Since ZIKA-infected mice displayed high viremia between two to six days and succumbed eight to 10 days after infection, the test was performed for six days. The team subsequently employed a two-port olfactometer assay to test the infection-mediated attraction of the flavivirus to the Aedes mosquitoes. The olfactometer had a passage of filtered air through glass chambers enclosing odor sources from uninfected or infected mice. The team also explored the function of body temperature in the attractiveness of an animal to mosquitoes.

Furthermore, the team investigated the function of animal odor emission with respect to mosquito host-seeking response by using a deodorization device that absorbed volatile compounds present in the airflow passing through the chambers containing uninfected and infected mice.   


The study results showed that on the day of and two days after infection with ZIKV, the ratios of the number of mosquitoes entering the chambers comprising the infected and the uninfected mice were almost 50%. However, day 4 and day 6 post-infection showed that almost 70% more mosquitoes were in the trapping chamber adjacent to the ZIKV-infected mice as compared to those near the uninfected mice.
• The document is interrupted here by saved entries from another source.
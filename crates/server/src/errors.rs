use thiserror::Error;

#[derive(Debug, Error)]
pub enum StartupError {
    #[error("invalid configuration: {0}")]
    InvalidConfig(String),
    #[error("database unavailable: {0}")]
    Database(String),
    #[error("audit log unavailable: {0}")]
    Audit(String),
    #[error(transparent)]
    Any(#[from] anyhow::Error),
}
This suggested that the mosquitoes preferred the infected mice more than the uninfected mice.

The two-port olfactometer assay also revealed a positive mosquito response toward either the uninfected or infected mice chambers flying upwind toward the end of the tunnel. Furthermore, this assay showed that more mosquitoes entered the chamber comprising ZIKV-infected mice four and six days after infection.

Furthermore, carbon dioxide (CO2) was found to be substantially decreased from five days after post-ZIKV infection, probably due to the worsening physiological status of the animal before death. This suggested that CO2 emission was not the host cue responsible for the higher attractiveness of the infected animals to A. aegypti. Additionally, the team noted a rise in body temperature after ZIKV infection. Inoculation of the mice with liposaccharide (LPS) increased the body temperature five to eight hours after treatment. Moreover, the number of mosquitoes attracted to the mice having a high temperature six hours after LPS treatment was similar to those attracted to the control mice. This indicated that body temperature was not a host cue for host-seeking behavior displayed by mosquitoes.

In the presence of the deodorizing device, the ratios of mosquitoes attracted to uninfected and infected animals were similar. This indicated that an odorant from the ZIKV-infected animals ascertained the behavioral preference of the mosquitoes. Altogether, the host-seeking behavior of the Aedes mosquitoes could be driven by volatile host cues from animals infected by flaviviruses.         

The team also observed that the levels of acetophenone, a bacterial metabolic by-product, and a potent mosquito attractant, increased in mice infected with flavivirus compared to uninfected ones. This subsequently leads to increased mosquito-feeding response. Moreover, the team noted that a total of 317 genes were substantially up- or down-regulated in ZIKV-infected mice, among which Retnla displayed the most down-regulation in the skin of animals infected with flavivirus. Retnla encodes for resistin-like molecule-ɑ (RELMɑ), an antimicrobial protein expressed by sebocytes and epidermal keratinocytes, and plays an important role in protecting against bacterial infection of the animal skin.  


Overall, the study findings showed that pathogens like flavivirus could manipulate host responses as well as vector behaviors to facilitate pathogenic transmission.